L'essenza dell'ottimismo non è guardare al di là della situazione presente, ma è una forza vitale, la forza di sperare quando altri si rassegnano, la forza di tener alta la testa quando sembra che tutto fallisca, la forza di sopportare gli insuccessi, una forza che non lascia mai il futuro agli avversari, ma lo rivendica per sé.
Esiste certamente anche un ottimismo stupido, vile, che deve essere bandito. Ma nessuno deve disprezzare l'ottimismo inteso come volontà di futuro, anche quando dovesse condurre cento volte all'errore; perché esso è la salute della vita, che non deve essere compromessa da chi è malato.

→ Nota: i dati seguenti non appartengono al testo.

//! Read-only aggregate and per-entity queries over the persistence store.
//!
//! An explicit handle constructed at startup; the HTTP surface gets it via
//! app data instead of a process-wide singleton.

use anyhow::{Context, Result};
use diesel::prelude::*;
use serde_json::{json, Value};

use crate::db::DbPool;
use crate::models::content::Content;
use crate::models::content_deal::ContentDeal;
use crate::models::content_deal_proposal::ContentDealProposal;
use crate::models::deal_proposal_parameters::ContentDealProposalParameters;
use crate::models::piece_commitment::PieceCommitment;
use crate::models::status;
use crate::schema::{
    batch_import_contents, content_deal_proposal_parameters, content_deal_proposals,
    content_deals, content_miners, contents, piece_commitments,
};

/// A stats response plus the content the caller should reconcile, when the
/// observed status is still in flight against the provider.
pub struct DealView {
    pub body: Value,
    pub reconcile_content_id: Option<i64>,
}

#[derive(Clone)]
pub struct StatsService {
    pool: DbPool,
}

impl StatsService {
    pub fn new(pool: DbPool) -> Self {
        Self { pool }
    }

    fn conn(&self) -> Result<diesel::r2d2::PooledConnection<diesel::r2d2::ConnectionManager<SqliteConnection>>> {
        self.pool.get().context("Failed to get DB connection")
    }

    /// Joined view of everything known about one content.
    pub fn content_status(&self, content_id: i64) -> Result<DealView> {
        let mut conn = self.conn()?;
        let content = Content::find_by_id(&mut conn, content_id)?;
        let reconcile_content_id = status::needs_reconcile(&content.status).then_some(content.id);

        let deals: Vec<ContentDeal> = content_deals::table
            .filter(content_deals::content.eq(content_id))
            .load(&mut conn)?;
        let commitments: Vec<PieceCommitment> = piece_commitments::table
            .filter(piece_commitments::id.eq(content.piece_commitment_id))
            .load(&mut conn)?;
        let proposals: Vec<ContentDealProposal> = content_deal_proposals::table
            .filter(content_deal_proposals::content.eq(content_id))
            .load(&mut conn)?;
        let parameters: Vec<ContentDealProposalParameters> = content_deal_proposal_parameters::table
            .filter(content_deal_proposal_parameters::content.eq(content_id))
            .load(&mut conn)?;

        Ok(DealView {
            body: json!({
                "content": content.redacted(),
                "deals": deals,
                "piece_commitments": commitments,
                "deal_proposals": proposals,
                "deal_proposal_parameters": parameters,
            }),
            reconcile_content_id,
        })
    }

    pub fn all_content_ids(&self) -> Result<Vec<i64>> {
        let mut conn = self.conn()?;
        contents::table
            .select(contents::id)
            .order(contents::id.asc())
            .load(&mut conn)
            .context("Failed to list content ids")
    }

    pub fn batch_content_ids(&self, batch_id: i64) -> Result<Vec<i64>> {
        let mut conn = self.conn()?;
        batch_import_contents::table
            .filter(batch_import_contents::batch_import_id.eq(batch_id))
            .order(batch_import_contents::content_id.asc())
            .select(batch_import_contents::content_id)
            .load(&mut conn)
            .context("Failed to list batch content ids")
    }

    pub fn deal_by_cid(&self, cid: &str) -> Result<DealView> {
        let mut conn = self.conn()?;
        let content = Content::find_by_cid(&mut conn, cid)?;
        self.deal_view_for(&mut conn, content)
    }

    pub fn deal_by_uuid(&self, deal_uuid: &str) -> Result<DealView> {
        let mut conn = self.conn()?;
        let deal = ContentDeal::find_by_deal_uuid(&mut conn, deal_uuid)?
            .ok_or_else(|| anyhow::anyhow!("Deal {deal_uuid} not found"))?;
        let content = Content::find_by_id(&mut conn, deal.content)?;
        self.deal_view_for(&mut conn, content)
    }

    pub fn deal_by_deal_id(&self, deal_id: i64) -> Result<DealView> {
        let mut conn = self.conn()?;
        let deal = ContentDeal::find_by_deal_id(&mut conn, deal_id)?
            .ok_or_else(|| anyhow::anyhow!("Deal with chain id {deal_id} not found"))?;
        let content = Content::find_by_id(&mut conn, deal.content)?;
        self.deal_view_for(&mut conn, content)
    }

    fn deal_view_for(&self, conn: &mut SqliteConnection, content: Content) -> Result<DealView> {
        let reconcile_content_id = status::needs_reconcile(&content.status).then_some(content.id);

        let deal = ContentDeal::current_for_content(conn, content.id)?;
        let proposal = ContentDealProposal::find_by_content(conn, content.id)?;
        let commitment: Option<PieceCommitment> = piece_commitments::table
            .filter(piece_commitments::id.eq(content.piece_commitment_id))
            .first(conn)
            .optional()?;

        Ok(DealView {
            body: json!({
                "content": content.redacted(),
                "deal": deal,
                "deal_proposal": proposal,
                "piece_commitment": commitment,
            }),
            reconcile_content_id,
        })
    }

    /// Everything a given storage provider has consumed.
    pub fn miner_stats(&self, miner: &str) -> Result<Value> {
        let mut conn = self.conn()?;

        let content_ids: Vec<i64> = content_miners::table
            .filter(content_miners::miner.eq(miner))
            .select(content_miners::content)
            .load(&mut conn)?;

        let miner_contents: Vec<Content> = contents::table
            .filter(contents::id.eq_any(&content_ids))
            .load::<Content>(&mut conn)?
            .into_iter()
            .map(Content::redacted)
            .collect();

        let deals: Vec<ContentDeal> = content_deals::table
            .filter(content_deals::content.eq_any(&content_ids))
            .load(&mut conn)?;

        let commitment_ids: Vec<i64> =
            miner_contents.iter().map(|c| c.piece_commitment_id).collect();
        let commitments: Vec<PieceCommitment> = piece_commitments::table
            .filter(piece_commitments::id.eq_any(commitment_ids))
            .load(&mut conn)?;

        let proposals: Vec<ContentDealProposal> = content_deal_proposals::table
            .filter(content_deal_proposals::content.eq_any(&content_ids))
            .load(&mut conn)?;

        let parameters: Vec<ContentDealProposalParameters> = content_deal_proposal_parameters::table
            .filter(content_deal_proposal_parameters::content.eq_any(&content_ids))
            .load(&mut conn)?;

        Ok(json!({
            "content": miner_contents,
            "deals": deals,
            "piece_commitments": commitments,
            "deal_proposals": proposals,
            "deal_parameters": parameters,
        }))
    }

    pub fn miner_deals(&self, miner: &str) -> Result<Value> {
        let mut conn = self.conn()?;
        let deals: Vec<ContentDeal> = content_deals::table
            .filter(content_deals::miner.eq(miner))
            .order(content_deals::id.desc())
            .load(&mut conn)?;
        Ok(json!({ "deals": deals }))
    }

    /// Paged list of deals, newest deal per content only.
    pub fn deals_paged(&self, page: i64, page_size: i64) -> Result<Value> {
        let mut conn = self.conn()?;
        let page = page.max(1);
        let page_size = page_size.max(1);

        let total: i64 = content_deals::table.count().get_result(&mut conn)?;

        let current_ids: Vec<Option<i64>> = content_deals::table
            .group_by(content_deals::content)
            .select(diesel::dsl::max(content_deals::id))
            .load(&mut conn)?;
        let current_ids: Vec<i64> = current_ids.into_iter().flatten().collect();

        let deals: Vec<ContentDeal> = content_deals::table
            .filter(content_deals::id.eq_any(current_ids))
            .order(content_deals::id.desc())
            .limit(page_size)
            .offset((page - 1) * page_size)
            .load(&mut conn)?;

        Ok(json!({
            "page": page,
            "total": total,
            "deals": deals,
        }))
    }

    /// Global aggregates across the whole instance.
    pub fn totals(&self) -> Result<Value> {
        use diesel::dsl::sql;
        use diesel::sql_types::{BigInt, Nullable};
        let mut conn = self.conn()?;

        let total_content_consumed: i64 = contents::table.count().get_result(&mut conn)?;
        let total_transfer_started: i64 = contents::table
            .filter(contents::status.eq(status::CONTENT_TRANSFER_STARTED))
            .count()
            .get_result(&mut conn)?;
        let total_transfer_finished: i64 = contents::table
            .filter(contents::status.eq(status::CONTENT_TRANSFER_FINISHED))
            .count()
            .get_result(&mut conn)?;
        let total_proposal_made: i64 =
            content_deal_proposals::table.count().get_result(&mut conn)?;
        let total_commitment_piece: i64 =
            piece_commitments::table.count().get_result(&mut conn)?;
        let total_piece_committed: i64 = piece_commitments::table
            .filter(piece_commitments::status.eq(status::COMMP_STATUS_COMMITTED))
            .count()
            .get_result(&mut conn)?;

        let distinct_miners: Vec<String> = content_miners::table
            .select(content_miners::miner)
            .distinct()
            .load(&mut conn)?;

        let total_storage_allocated: Option<i64> = contents::table
            .select(sql::<Nullable<BigInt>>("SUM(size)"))
            .first(&mut conn)?;
        let total_proposal_sent: i64 = contents::table
            .filter(contents::status.eq(status::CONTENT_DEAL_PROPOSAL_SENT))
            .count()
            .get_result(&mut conn)?;
        let total_sealed_deal_in_bytes: Option<i64> = contents::table
            .filter(contents::status.eq_any(status::RECONCILABLE_STATUSES))
            .select(sql::<Nullable<BigInt>>("SUM(size)"))
            .first(&mut conn)?;

        let total_import_deals: i64 = contents::table
            .filter(contents::connection_mode.eq(status::CONNECTION_MODE_IMPORT))
            .count()
            .get_result(&mut conn)?;
        let total_e2e_deals: i64 = contents::table
            .filter(contents::connection_mode.eq(status::CONNECTION_MODE_E2E))
            .count()
            .get_result(&mut conn)?;
        let total_e2e_deals_in_bytes: Option<i64> = contents::table
            .filter(contents::connection_mode.eq(status::CONNECTION_MODE_E2E))
            .select(sql::<Nullable<BigInt>>("SUM(size)"))
            .first(&mut conn)?;
        let total_import_deals_in_bytes: Option<i64> = contents::table
            .filter(contents::connection_mode.eq(status::CONNECTION_MODE_IMPORT))
            .select(sql::<Nullable<BigInt>>("SUM(size)"))
            .first(&mut conn)?;

        Ok(json!({
            "total_content_consumed": total_content_consumed,
            "total_transfer_started": total_transfer_started,
            "total_transfer_finished": total_transfer_finished,
            "total_piece_commitment_made": total_commitment_piece,
            "total_piece_committed": total_piece_committed,
            "total_miners": distinct_miners.len(),
            "total_storage_allocated": total_storage_allocated.unwrap_or(0),
            "total_proposal_made": total_proposal_made,
            "total_proposal_sent": total_proposal_sent,
            "total_sealed_deal_in_bytes": total_sealed_deal_in_bytes.unwrap_or(0),
            "total_import_deals": total_import_deals,
            "total_e2e_deals": total_e2e_deals,
            "total_e2e_deals_in_bytes": total_e2e_deals_in_bytes.unwrap_or(0),
            "total_import_deals_in_bytes": total_import_deals_in_bytes.unwrap_or(0),
        }))
    }
}

#[cfg(test)]
mod tests {
    use super::*;
    use crate::db::test_support::test_pool;
    use crate::models::content::NewContent;
    use crate::models::content_deal::NewContentDeal;
    use tempfile::TempDir;

    #[test]
    fn test_totals_on_seeded_rows() {
        let dir = TempDir::new().unwrap();
        let pool = test_pool(dir.path());
        let mut conn = pool.get().unwrap();

        Content::create(
            &mut conn,
            NewContent::new("a", "bafya", 100, "k", "e2e", status::CONTENT_TRANSFER_STARTED),
        )
        .unwrap();
        Content::create(
            &mut conn,
            NewContent::new("b", "bafyb", 50, "k", "import", status::CONTENT_SEALED),
        )
        .unwrap();

        let stats = StatsService::new(pool.clone());
        let totals = stats.totals().unwrap();
        assert_eq!(totals["total_content_consumed"], 2);
        assert_eq!(totals["total_transfer_started"], 1);
        assert_eq!(totals["total_storage_allocated"], 150);
        assert_eq!(totals["total_e2e_deals"], 1);
        assert_eq!(totals["total_import_deals_in_bytes"], 50);
    }

    #[test]
    fn test_deals_paged_returns_newest_per_content() {
        let dir = TempDir::new().unwrap();
        let pool = test_pool(dir.path());
        let mut conn = pool.get().unwrap();

        ContentDeal::create(&mut conn, NewContentDeal::new(1, "f01", "uuid-old", true)).unwrap();
        ContentDeal::create(&mut conn, NewContentDeal::new(1, "f01", "uuid-new", true)).unwrap();
        ContentDeal::create(&mut conn, NewContentDeal::new(2, "f02", "uuid-other", true)).unwrap();

        let stats = StatsService::new(pool.clone());
        let page = stats.deals_paged(1, 10).unwrap();
        assert_eq!(page["total"], 3);

        let deals = page["deals"].as_array().unwrap();
        assert_eq!(deals.len(), 2, "one deal per content expected");
        let uuids: Vec<&str> = deals.iter().map(|d| d["deal_uuid"].as_str().unwrap()).collect();
        assert!(uuids.contains(&"uuid-new"));
        assert!(!uuids.contains(&"uuid-old"));
    }

    #[test]
    fn test_content_status_flags_reconcilable_content() {
        let dir = TempDir::new().unwrap();
        let pool = test_pool(dir.path());
        let mut conn = pool.get().unwrap();

        let in_flight = Content::create(
            &mut conn,
            NewContent::new("a", "bafya", 1, "k", "e2e", status::CONTENT_TRANSFER_STARTED),
        )
        .unwrap();
        let sealed = Content::create(
            &mut conn,
            NewContent::new("b", "bafyb", 1, "k", "e2e", status::CONTENT_SEALED),
        )
        .unwrap();

        let stats = StatsService::new(pool.clone());
        assert_eq!(
            stats.content_status(in_flight.id).unwrap().reconcile_content_id,
            Some(in_flight.id)
        );
        assert_eq!(stats.content_status(sealed.id).unwrap().reconcile_content_id, None);

        // API keys never leak through stats responses.
        let body = stats.content_status(in_flight.id).unwrap().body;
        assert_eq!(body["content"]["requesting_api_key"], "");
    }
}
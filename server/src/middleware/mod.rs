pub mod api_key_auth;
pub mod meta_guard;

pub use api_key_auth::{ApiKeyContext, RequireApiKey};
pub use meta_guard::MetaGuard;
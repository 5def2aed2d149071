//! HTTP implementation of the provider seam, speaking to a boost-style
//! deal gateway in front of the storage provider.

use std::time::Duration;

use async_trait::async_trait;
use serde::Deserialize;
use tracing::warn;

use super::{DealError, ProposalAck, ProviderClient, ProviderDealState, SignedProposal};

/// Deadline for control messages; data transfers are not bounded here.
const CONTROL_TIMEOUT_SECS: u64 = 60;

pub struct HttpProviderClient {
    client: reqwest::Client,
    base: String,
}

#[derive(Debug, Deserialize)]
struct ProposeResponse {
    deal_uuid: String,
    accepted: bool,
    #[serde(default)]
    reason: String,
    #[serde(default)]
    retryable: bool,
}

#[derive(Debug, Deserialize)]
struct StatusResponse {
    state: String,
    #[serde(default)]
    deal_id: i64,
    #[serde(default)]
    message: String,
    #[serde(default)]
    permanent: bool,
}

impl HttpProviderClient {
    pub fn new(base: &str) -> Result<Self, anyhow::Error> {
        let client = reqwest::Client::builder()
            .timeout(Duration::from_secs(CONTROL_TIMEOUT_SECS))
            .user_agent(concat!("delta/", env!("CARGO_PKG_VERSION")))
            .build()?;
        Ok(Self {
            client,
            base: base.trim_end_matches('/').to_string(),
        })
    }

    fn classify_http(status: reqwest::StatusCode, body: String) -> DealError {
        if status == reqwest::StatusCode::TOO_MANY_REQUESTS
            || status == reqwest::StatusCode::SERVICE_UNAVAILABLE
        {
            DealError::RetryableProvider(body)
        } else if status.is_server_error() {
            DealError::RetryableTransport(format!("provider returned {status}: {body}"))
        } else {
            DealError::FatalProtocol(format!("provider returned {status}: {body}"))
        }
    }
}

#[async_trait]
impl ProviderClient for HttpProviderClient {
    async fn propose_deal(
        &self,
        miner: &str,
        proposal: &SignedProposal,
    ) -> Result<ProposalAck, DealError> {
        let url = format!("{}/api/v1/deals", self.base);
        let response = self
            .client
            .post(&url)
            .json(&serde_json::json!({
                "miner": miner,
                "proposal": proposal.proposal_json,
                "signature": proposal.signature,
                "key_type": proposal.key_type,
            }))
            .send()
            .await
            .map_err(|e| DealError::RetryableTransport(e.to_string()))?;

        let status = response.status();
        if !status.is_success() {
            let body = response.text().await.unwrap_or_default();
            return Err(Self::classify_http(status, body));
        }

        let ack: ProposeResponse = response
            .json()
            .await
            .map_err(|e| DealError::FatalProtocol(format!("malformed provider response: {e}")))?;

        if !ack.accepted {
            warn!(miner = %miner, reason = %ack.reason, "provider declined proposal");
            return Err(if ack.retryable {
                DealError::RetryableProvider(ack.reason)
            } else {
                DealError::FatalProtocol(ack.reason)
            });
        }

        Ok(ProposalAck {
            deal_uuid: ack.deal_uuid,
        })
    }

    async fn deal_status(
        &self,
        miner: &str,
        deal_uuid: &str,
    ) -> Result<ProviderDealState, DealError> {
        let url = format!("{}/api/v1/deals/{}", self.base, deal_uuid);
        let response = self
            .client
            .get(&url)
            .query(&[("miner", miner)])
            .send()
            .await
            .map_err(|e| DealError::RetryableTransport(e.to_string()))?;

        let status = response.status();
        if !status.is_success() {
            let body = response.text().await.unwrap_or_default();
            return Err(Self::classify_http(status, body));
        }

        let parsed: StatusResponse = response
            .json()
            .await
            .map_err(|e| DealError::FatalProtocol(format!("malformed provider response: {e}")))?;

        Ok(match parsed.state.as_str() {
            "accepted" | "awaiting-transfer" => ProviderDealState::Accepted,
            "transfer-started" => ProviderDealState::TransferStarted,
            "transfer-finished" => ProviderDealState::TransferFinished,
            "published" => ProviderDealState::Published {
                deal_id: parsed.deal_id,
            },
            "sealed" | "active" => ProviderDealState::Sealed {
                deal_id: parsed.deal_id,
            },
            "rejected" | "failed" => ProviderDealState::Rejected {
                reason: parsed.message,
                permanent: parsed.permanent,
            },
            other => {
                return Err(DealError::FatalProtocol(format!(
                    "unknown provider deal state {other}"
                )))
            }
        })
    }
}
#[cfg(test)]
mod tests {
    use super::*;

    fn wallet(key: &str) -> Wallet {
        let now = chrono::Utc::now().naive_utc();
        Wallet {
            id: 1,
            uuid: "u".to_string(),
            addr: "f3addr".to_string(),
            owner: "owner".to_string(),
            key_type: "secp256k1".to_string(),
            private_key: key.to_string(),
            created_at: now,
            updated_at: now,
        }
    }

    #[test]
    fn test_signature_is_deterministic_per_key() {
        let signer = HmacProposalSigner::new("node-key");
        let w = wallet("private-key");

        let a = signer.sign(Some(&w), b"proposal").unwrap();
        let b = signer.sign(Some(&w), b"proposal").unwrap();
        assert_eq!(a.signature, b.signature);
        assert_eq!(a.key_type, "secp256k1");
    }

    #[test]
    fn test_different_keys_produce_different_signatures() {
        let signer = HmacProposalSigner::new("node-key");
        let a = signer.sign(Some(&wallet("key-one")), b"proposal").unwrap();
        let b = signer.sign(Some(&wallet("key-two")), b"proposal").unwrap();
        assert_ne!(a.signature, b.signature);
    }

    #[test]
    fn test_missing_wallet_falls_back_to_node_identity() {
        let signer = HmacProposalSigner::new("node-key");
        let sig = signer.sign(None, b"proposal").unwrap();
        assert_eq!(sig.key_type, "node");
        assert!(!sig.signature.is_empty());
    }

    #[test]
    fn test_backoff_respects_cap() {
        for attempt in 0u32..12 {
            let delay = (BACKOFF_BASE_SECS.saturating_mul(1u64 << attempt.min(10)))
                .min(BACKOFF_CAP_SECS);
            assert!(delay <= BACKOFF_CAP_SECS);
            if attempt == 0 {
                assert_eq!(delay, BACKOFF_BASE_SECS);
            }
        }
    }
}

Ci sono uomini che ritengono poco serio, e cristiani che ritengono poco pio, sperare in un futuro terreno migliore e prepararsi ad esso. Essi credono che il senso dei presenti accadimenti sia il caos, il disordine, la catastrofe, e si sottraggono nella rassegnazione o in una pia fuga dal mondo alla responsabilità per la continuazione della vita, per la ricostruzione, per le generazioni future.
Può darsi che domani spunti l'alba dell'ultimo giorno: allora, non prima, noi interromperemo volentieri il lavoro per un futuro migliore.